In addition, as a result of the increasing part non-executive directors play in the good governance of listed companies, the Company proposes to move towards adopting a more transparent approach for determining the remuneration of Board Committee members. Thus, the levels of remuneration payable to Non-executive Directors serving on the Board Committees of the Company are proposed to members for approval.
- (vii) The Companies (Amendment) Ordinance 2003 (the “Amendment Ordinance”) has come into operation on 13 February 2004 and The Stock Exchange of Hong Kong Limited has announced amendments to the Rules Governing the Listing of Securities on The Stock Exchange of Hong Kong Limited (“the Listing Rules”) which include, among other things, amendments to Appendix 3 of the Listing Rules that will come into effect on 31 March 2004. Appendix 3 of the Listing Rules sets out the provisions with which a listed company’s articles of association should conform.
In order to make the Company’s New Articles of Association consistent with the Amendment Ordinance and the amended Appendix 3 of the Listing Rules, a special resolution to modify various Articles in the Company’s New Articles of Association is proposed under item 6.
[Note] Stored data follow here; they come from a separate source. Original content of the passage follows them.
/// Directed dependency between two steps
#[derive(Debug, Clone, PartialEq, Serialize, Deserialize)]
pub struct Edge {
    pub id: EdgeId,
    pub from: Endpoint,
    pub to: Endpoint,
}

impl Edge {
    pub fn touches(&self, step_id: &str) -> bool {
        self.from.step == step_id || self.to.step == step_id
    }
}

/// How predecessors and successors of a deleted step are reconnected
#[derive(Debug, Clone, Copy, PartialEq, Eq, Default, Serialize, Deserialize)]
#[serde(rename_all = "snake_case")]
pub enum RewirePolicy {
    /// Sort both sides by vertical position and connect index-wise.
    /// Unmatched steps on the longer side stay disconnected.
    #[default]
    PairByPosition,
    /// Reconnect only when there is exactly one predecessor and one successor.
    DirectOnly,
    /// Connect every predecessor to every successor.
    AllPairs,
    Disabled,
}

/// Editing behavior of a graph
#[derive(Debug, Clone, Serialize, Deserialize)]
#[serde(default)]
pub struct GraphSettings {
    /// Chain each newly placed step to the previously created one.
    pub auto_connect: bool,
    pub rewire: RewirePolicy,
}

impl Default for GraphSettings {
    fn default() -> Self {
        Self {
            auto_connect: true,
            rewire: RewirePolicy::default(),
        }
    }
}

/// Read-only copy of the graph taken at run start
#[derive(Debug, Clone, Default, PartialEq, Serialize, Deserialize)]
pub struct GraphSnapshot {
    pub steps: Vec<Step>,
    pub edges: Vec<Edge>,
}

impl GraphSnapshot {
    pub fn step(&self, id: &str) -> Option<&Step> {
        self.steps.iter().find(|s| s.id == id)
    }
}

/// The step/edge collections of one editing session.
///
/// Invariants held after every mutation:
/// - step ids are unique
/// - no edge connects a step to itself
/// - at most one edge per (from, to) step pair
/// - every edge endpoint references a present step
pub struct WorkflowGraph {
    pub(crate) steps: Vec<Step>,
    pub(crate) edges: Vec<Edge>,
    pub(crate) seq: u64,
    selected: Option<StepId>,
    pub(crate) last_created: Option<StepId>,
    settings: GraphSettings,
    renderer: Option<Arc<dyn Renderer>>,
}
- (viii) Concerning item 7 above, the approval is being sought from members for a general mandate to authorise allotment of shares under Section 57B of the Companies Ordinance and the Listing Rules, in order to ensure flexibility and discretion to the Directors in the event that it becomes desirable to issue any shares of the Company up to twenty per cent of the issued share capital of the Company. The Directors wish to state that they have no immediate plans to issue shares in the Company.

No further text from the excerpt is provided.